ASSIGNED TASK:
What is the number of lines in the data holding the word "title"? Give that number by itself.

PROVIDED INFORMATION:

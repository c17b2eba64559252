//! Lecturer dashboard counters.

use serde::Serialize;
use tracing::{info, warn};

use crate::config::{GCP_CREDS, GCP_CREDS_2};
use crate::error::PortalError;
use crate::sheets::SheetSource;

pub const STUDENT_SHEET: &str = "שאלון סטודנטים";
pub const MENTOR_SHEET: &str = "מיפוי מדריכים";

/// Headline numbers shown on the dashboard.
#[derive(Debug, Clone, PartialEq, Eq, Serialize)]
pub struct DashboardStats {
    pub registered_students: usize,
    pub registered_mentors: usize,
    /// Placeholder until placements are tracked.
    pub success_rate: String,
    pub placements_done: usize,
}

#[derive(Debug, Clone, Copy, PartialEq, Eq, Serialize)]
#[serde(rename_all = "snake_case")]
pub enum NoticeLevel {
    Success,
    Error,
}

/// One-shot message for the next page view.
#[derive(Debug, Clone, PartialEq, Eq, Serialize)]
pub struct Notice {
    pub level: NoticeLevel,
    pub message: String,
}

impl Notice {
    pub fn error(message: impl Into<String>) -> Self {
        Self {
            level: NoticeLevel::Error,
            message: message.into(),
        }
    }
}

#[derive(Debug, Clone, PartialEq, Eq, Serialize)]
pub struct Dashboard {
    pub stats: DashboardStats,
    pub notices: Vec<Notice>,
}

/// Reads both sheet counters.
///
/// A failing source contributes zero and an error notice; the dashboard
/// itself always renders.
pub fn collect_dashboard_stats(
    students: &dyn SheetSource,
    mentors: &dyn SheetSource,
) -> Dashboard {
    let mut notices = Vec::new();
    let registered_students =
        count_rows(students, STUDENT_SHEET, "students", GCP_CREDS, &mut notices);
    let registered_mentors =
        count_rows(mentors, MENTOR_SHEET, "mentors", GCP_CREDS_2, &mut notices);
    Dashboard {
        stats: DashboardStats {
            registered_students,
            registered_mentors,
            success_rate: "0%".to_string(),
            placements_done: 0,
        },
        notices,
    }
}

fn count_rows(
    source: &dyn SheetSource,
    title: &str,
    label: &str,
    credentials_var: &str,
    notices: &mut Vec<Notice>,
) -> usize {
    match source.row_count(title) {
        Ok(rows) => {
            info!(sheet = label, rows, "sheet rows counted");
            rows
        }
        Err(error) => {
            warn!(sheet = label, %error, "sheet unavailable, counting zero");
            let message = match error {
                PortalError::SheetNotFound { .. } => {
                    format!("could not find the {label} sheet '{title}'")
                }
                _ => format!(
                    "failed to read the {label} sheet; check the permissions for {credentials_var}"
                ),
            };
            notices.push(Notice::error(message));
            0
        }
    }
}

TASK ANSWER:
3